On Wed, Nov 10, 2004 at 10:18:07AM -0800, Evan LaForge wrote:
>
> > My application has to authenticate a user, determine which group
> > (singular) they belong to, then enforce group permissions. (I'm
> > vaguely thinking of Zope's roles.) The permissions range from including
> > certain fields in the display to accessing update screens. However, the
> > anonymous user can also do searches and get limited displays without
> > logging in. Management wants people to be able to log in at any point
> > and continue their search-in-progress with upgraded permissions. This
> > implies a login link on every page, which goes to a login form, then
> > back to the previous page, now displaying more fields or records.
>
> This is sort of what my webmail app does. _q_access does 3 things: if your
> query string has magic __passwd and __login fields, it makes a new session for
> you and lets you go; if you're logged in, it lets you go; otherwise, it throws
> Not_logged_in. _q_exception_handler snags Not_logged_in and returns the login
> page. The login page packs up the query string in hidden fields and adds
> __passwd and __login fields, setting the action target to wherever you really
> wanted to go before the login machinery snagged you.
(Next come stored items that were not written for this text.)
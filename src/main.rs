#![no_std]
#![no_main]

use assign_resources::assign_resources;
use defmt::{info, warn};
use embassy_executor::Spawner;
use embassy_rp::bind_interrupts;
use embassy_rp::gpio::{Level, Output};
use embassy_rp::i2c::{self, I2c};
use embassy_rp::peripherals::{self, I2C0, SPI0};
use embassy_rp::spi::{self, Spi};
use embassy_sync::blocking_mutex::raw::CriticalSectionRawMutex;
use embassy_time::{Delay, Duration, Ticker};
use embedded_hal_bus::spi::ExclusiveDevice;
use plant_telemetry::config::{Config, MonitorConfig};
use plant_telemetry::{Board, BoardBuilder};
use static_cell::StaticCell;
use {defmt_rtt as _, panic_probe as _};

bind_interrupts!(struct Irqs {
    I2C0_IRQ => i2c::InterruptHandler<I2C0>;
});

assign_resources! {
    analog: AnalogRes {
        spi0: SPI0,
        clk: PIN_2,
        mosi: PIN_3,
        miso: PIN_4,
        cs: PIN_1,
        dma_ch0: DMA_CH0,
        dma_ch1: DMA_CH1,
    },
    air: AirSensorRes {
        i2c0: I2C0,
        sda: PIN_8,
        scl: PIN_9,
    },
    // same GPIOs as `GrowLight::pin`, in `GrowLight` order
    lights: LightRes {
        light1: PIN_5,
        light2: PIN_17,
        light3: PIN_12,
    },
}

type AnalogSpi = ExclusiveDevice<Spi<'static, SPI0, spi::Async>, Output<'static>, Delay>;
type AirSensorI2c = I2c<'static, I2C0, i2c::Async>;
type PlantBoard = Board<CriticalSectionRawMutex, AnalogSpi, AirSensorI2c, Output<'static>>;

const REPORT_PERIOD_SECS: u64 = 5;

static BOARD: StaticCell<PlantBoard> = StaticCell::new();

#[embassy_executor::main]
async fn main(s: Spawner) {
    let p = embassy_rp::init(Default::default());
    let r = split_resources! {p};

    let mut board: PlantBoard = BoardBuilder::new()
        .with_analog(analog_spi(r.analog))
        .with_air_sensor(air_sensor_i2c(r.air))
        .with_lights(grow_light_pins(r.lights))
        .with_config(MonitorConfig::default())
        .build()
        .expect("all devices should be wired");

    let report = board.init(&mut Delay).await;
    if !report.is_ok() {
        warn!("starting with {=usize} subsystem(s) down", report.failures().len());
    }

    let board: &'static PlantBoard = BOARD.init(board);

    s.spawn(poller(board)).expect("executor should be initialized");
    s.spawn(reporter(board)).expect("executor should be initialized");
}

#[embassy_executor::task]
async fn poller(board: &'static PlantBoard) {
    board.run(&mut Delay).await;
}

#[embassy_executor::task]
async fn reporter(board: &'static PlantBoard) {
    let mut ticker = Ticker::every(Duration::from_secs(REPORT_PERIOD_SECS));
    loop {
        ticker.next().await;

        match board.snapshot() {
            Some(snapshot) => info!("telemetry: {}", snapshot),
            None => info!("telemetry: waiting for the first cycle"),
        }
    }
}

fn analog_spi(r: AnalogRes) -> AnalogSpi {
    let mut config = spi::Config::default();
    config.frequency = Config::SPI_FREQUENCY;

    let cs = Output::new(r.cs, Level::High);
    let spi = Spi::new(r.spi0, r.clk, r.mosi, r.miso, r.dma_ch0, r.dma_ch1, config);

    ExclusiveDevice::new(spi, cs, Delay)
}

fn air_sensor_i2c(r: AirSensorRes) -> AirSensorI2c {
    let mut config = i2c::Config::default();
    config.frequency = Config::I2C_FREQUENCY;

    I2c::new_async(r.i2c0, r.scl, r.sda, Irqs, config)
}

/// Relays start released, the board drives them low again during init.
fn grow_light_pins(r: LightRes) -> [Output<'static>; 3] {
    [
        Output::new(r.light1, Level::Low),
        Output::new(r.light2, Level::Low),
        Output::new(r.light3, Level::Low),
    ]
}
//! `connect`: manage the named-connection registry.

use color_eyre::eyre::Result;

use crate::cli::{ConnectAction, ConnectArgs};
use crate::connections::{self, ConnectionRecord};

pub fn run_connect(args: ConnectArgs) -> Result<i32> {
  match args.action {
    ConnectAction::List => {
      let entries = connections::list_connections();
      if entries.is_empty() {
        println!("no saved connections");
      }
      for (name, record) in entries {
        println!("{name}\t{}", record.db_type);
      }
    },
    ConnectAction::Add { name, db_type, url } => {
      connections::save_connection(&name, ConnectionRecord { db_type, url })?;
      println!("saved connection `{name}`");
    },
    ConnectAction::Remove { name } => {
      if connections::remove_connection(&name)? {
        println!("removed connection `{name}`");
      } else {
        println!("no saved connection named `{name}`");
      }
    },
  }
  Ok(0)
}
Thanks for everybody's suggestions. I went back to using _q_exception_handler
to display the login page but I'm still having _q_access build the page, so
that all the login logic is in one plage. So I was able to eliminate my
Publisher class. But I ended up making another Publisher class anyway,
because Publisher.filter_output proved to be a convenient place to add the
HTML header and footer to my pages, and also to add some HTTPRequest
goodies.
I would suggest making HTTPRequest subclassable in the core so that
people can add their own features:
class Publisher:
HTTPRequestClass = HTTPRequest
HTTPUploadRequestClass = HTTPUploadRequest
def create_request(self, stdin, env):
"""Use softcoded *Request classes instead of hardcoded."""
ctype = get_content_type(env)
if ctype == "multipart/form-data":
req = self.HTTPUploadRequestClass(stdin, env,
content_type=ctype)
req.set_upload_dir(self.config.upload_dir,
self.config.upload_dir_mode)
return req
else:
return self.HTTPRequestClass(stdin, env, content_type=ctype)
My filter_output (in the Publisher subclass) looks like this:
def filter_output(self, req, output):
"""Add our site HTML header and footer around the output."""
content_type = req.response.get_header('content-type')
if content_type is None or content_type.startswith('text/html'):
top = self.htmlPrepend(req)
bottom = self.htmlAppend(req)
output = str(top) + str(output) + str(bottom)
return _Publisher.filter_output(self, req, output)
htmlPrepend needs some data from the "servlet" (title, breadcrumbs,
extra message), which are passed through the request:
class RequestMixin:
def initRequestMixin(self):
self.title = None
self.htTitle = None
self.crumbs = None
self.extra = None
self.longPage = False
class HTTPRequest(RequestMixin, _HTTPRequest):
def __init__(self, *args, **kw):
_HTTPRequest.__init__(self, *args, **kw)
self.initRequestMixin()
class HTTPUploadRequest(RequestMixin, _HTTPUploadRequest):
def __init__(self, *args, **kw):
_HTTPUploadRequest.__init__(self, *args, **kw)
self.initRequestMixin()
I'd like to use super() but Request is a classic class. :( I remember
seeing a super() function somewhere that worked with either type of
class, so I'm on the hunt for it.
> BTW, my webmail app also uses multiple threads, if you want to see how it
> could be done. But unless you want a lot of shared state between processes
> (like a shared cache), then you're probably better off with the multiple
> process SCGI model. FastCGI also does multiple processes automatically, but
> it's more complicated than SCGI.
That's good to know, thanks. No, I don't anticipate significant shared
state. Just long queries. I'm beginning to think 'shelve' is unsafe
even with the CGI adapter, since it does say not to let two processes
open a shelve. So I'll prob'ly end up saving the sessions in MySQL
anyway.
> Maybe a Group object whose instances are like tokens? More powerful groups
> are subclasses, so each page (or each pages _q_access) can have a
> require_group(request.session, Some_group) that does
> any(lambda g: isinstance(g, Some_group), session.user.groups)
Most of the permission issues have to do with showing fields within the
page, not access to the page. I'll move up to a separate Group object
if I find a need for it, but so far it hasn't been necessary.